§ Exercise objective
Would you count how many lines of the entries below include the word "deadline"? Give nothing but the number.

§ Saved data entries
//! Shared test helpers for creating AlbumDownloader instances in tests.

use async_trait::async_trait;
use std::collections::HashSet;
use std::path::Path;
use std::sync::Arc;
use std::time::Duration;
use tempfile::TempDir;
use tokio::sync::Mutex;

use crate::config::Config;
use crate::downloader::AlbumDownloader;
use crate::error::{Error, FetchError, Result};
use crate::fetcher::AudioFetcher;
use crate::types::{Album, JobId, JobPhase, JobStatus, Track, TrackMetadata};

/// Payload the mock fetcher writes for every "downloaded" track
pub(crate) const FAKE_AUDIO: &[u8] = b"fake mp3 audio payload";

/// In-memory fetch backend: writes a fixed payload instead of shelling out.
///
/// Locators listed in `fail_locators` fail with a tool error; an optional
/// delay simulates a slow external tool for cancellation and premature-poll
/// tests.
pub(crate) struct MockFetcher {
    fail_locators: HashSet<String>,
    delay: Option<Duration>,
    calls: Mutex<Vec<(String, u8)>>,
}

impl MockFetcher {
    pub(crate) fn new() -> Self {
        Self {
            fail_locators: HashSet::new(),
            delay: None,
            calls: Mutex::new(Vec::new()),
        }
    }

    pub(crate) fn failing_on(locators: &[&str]) -> Self {
        Self {
            fail_locators: locators.iter().map(|s| s.to_string()).collect(),
            ..Self::new()
        }
    }

    pub(crate) fn with_delay(delay: Duration) -> Self {
        Self {
            delay: Some(delay),
            ..Self::new()
        }
    }

    /// Locator/quality pairs this fetcher has been invoked with, in order
    pub(crate) async fn calls(&self) -> Vec<(String, u8)> {
        self.calls.lock().await.clone()
    }
}

#[async_trait]
impl AudioFetcher for MockFetcher {
    async fn fetch(&self, locator: &str, dest: &Path, audio_quality: u8) -> Result<()> {
        self.calls
            .lock()
            .await
            .push((locator.to_string(), audio_quality));

        if let Some(delay) = self.delay {
            tokio::time::sleep(delay).await;
        }

        if self.fail_locators.contains(locator) {
            return Err(Error::Fetch(FetchError::ToolFailed {
                locator: locator.to_string(),
                status: Some(1),
                stderr: "simulated fetch failure".to_string(),
            }));
        }

        tokio::fs::write(dest, FAKE_AUDIO).await.map_err(Error::Io)
    }

    async fn probe(&self, _locator: &str) -> Result<TrackMetadata> {
        Ok(TrackMetadata {
            track: Some("Probed Title".into()),
            artist: Some("Probed Artist".into()),
            album: Some("Probed Album".into()),
            track_number: Some(1),
            duration_secs: Some(123.0),
        })
    }
}

/// Test config with scratch space inside the given directory and fast sweeps
pub(crate) fn test_config(root: &Path) -> Config {
    let mut config = Config::default();
    config.download.temp_dir = root.join("work");
    config.jobs.job_ttl_secs = 3600;
    config.jobs.sweep_interval_secs = 1;
    config
}

/// Helper to create a test AlbumDownloader with a default mock fetcher.
/// Returns the downloader and the tempdir (which must be kept alive).
pub(crate) fn create_test_downloader() -> (AlbumDownloader, TempDir) {
    create_test_downloader_with(Arc::new(MockFetcher::new()))
}

/// Helper to create a test AlbumDownloader around a specific fetcher
pub(crate) fn create_test_downloader_with(
    fetcher: Arc<dyn AudioFetcher>,
) -> (AlbumDownloader, TempDir) {
    let temp_dir = TempDir::new().unwrap();
    let config = test_config(temp_dir.path());
    let downloader = AlbumDownloader::with_fetcher(config, fetcher).unwrap();
    (downloader, temp_dir)
}

/// The concrete album from the polling-protocol scenario: track 1 has a
/// quoted name and a source, track 2 has no source and is soft-skipped.
pub(crate) fn sample_album() -> Album {
    Album {
        name: "Test".into(),
        artist: "Artist".into(),
        year: Some(2020),
        cover_url: None,
        tracks: vec![
            Track {
                number: 1,
                name: "A\"B".into(),
                artists: vec!["Artist".into()],
                duration_secs: Some(100),
                source_url: Some("u1".into()),
            },
            Track {
                number: 2,
                name: "C".into(),
                artists: vec![],
                duration_secs: Some(90),
                source_url: Some("".into()),
            },
        ],
    }
}

/// Poll until the job reaches a terminal phase or the timeout elapses
pub(crate) async fn wait_for_terminal(
    downloader: &AlbumDownloader,
    id: JobId,
    timeout: Duration,
) -> JobStatus {
    let deadline = tokio::time::Instant::now() + timeout;
    loop {
        let status = downloader.job_status(id).await.unwrap();
        if status.phase != JobPhase::Running {
            return status;
        }
        assert!(
            tokio::time::Instant::now() < deadline,
            "job {id} did not reach a terminal phase within {timeout:?}: {status:?}"
        );
        tokio::time::sleep(Duration::from_millis(10)).await;
    }
}
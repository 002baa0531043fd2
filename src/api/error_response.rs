//! HTTP error response handling for the API
//!
//! This module provides conversions from domain errors to HTTP responses
//! with appropriate status codes and JSON error bodies.

use crate::error::{ApiError, Error, ToHttpStatus};
use axum::{
    Json,
    http::StatusCode,
    response::{IntoResponse, Response},
};

/// Implement IntoResponse for Error to automatically convert errors to HTTP responses
impl IntoResponse for Error {
    fn into_response(self) -> Response {
        let status_code =
            StatusCode::from_u16(self.status_code()).unwrap_or(StatusCode::INTERNAL_SERVER_ERROR);

        let api_error: ApiError = self.into();

        (status_code, Json(api_error)).into_response()
    }
}

/// Implement IntoResponse for ApiError for explicit error responses
impl IntoResponse for ApiError {
    fn into_response(self) -> Response {
        // Default to 500 if we're directly converting an ApiError
        // (usually errors go through Error::into_response which has the status code)
        (StatusCode::INTERNAL_SERVER_ERROR, Json(self)).into_response()
    }
}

§ Written response
2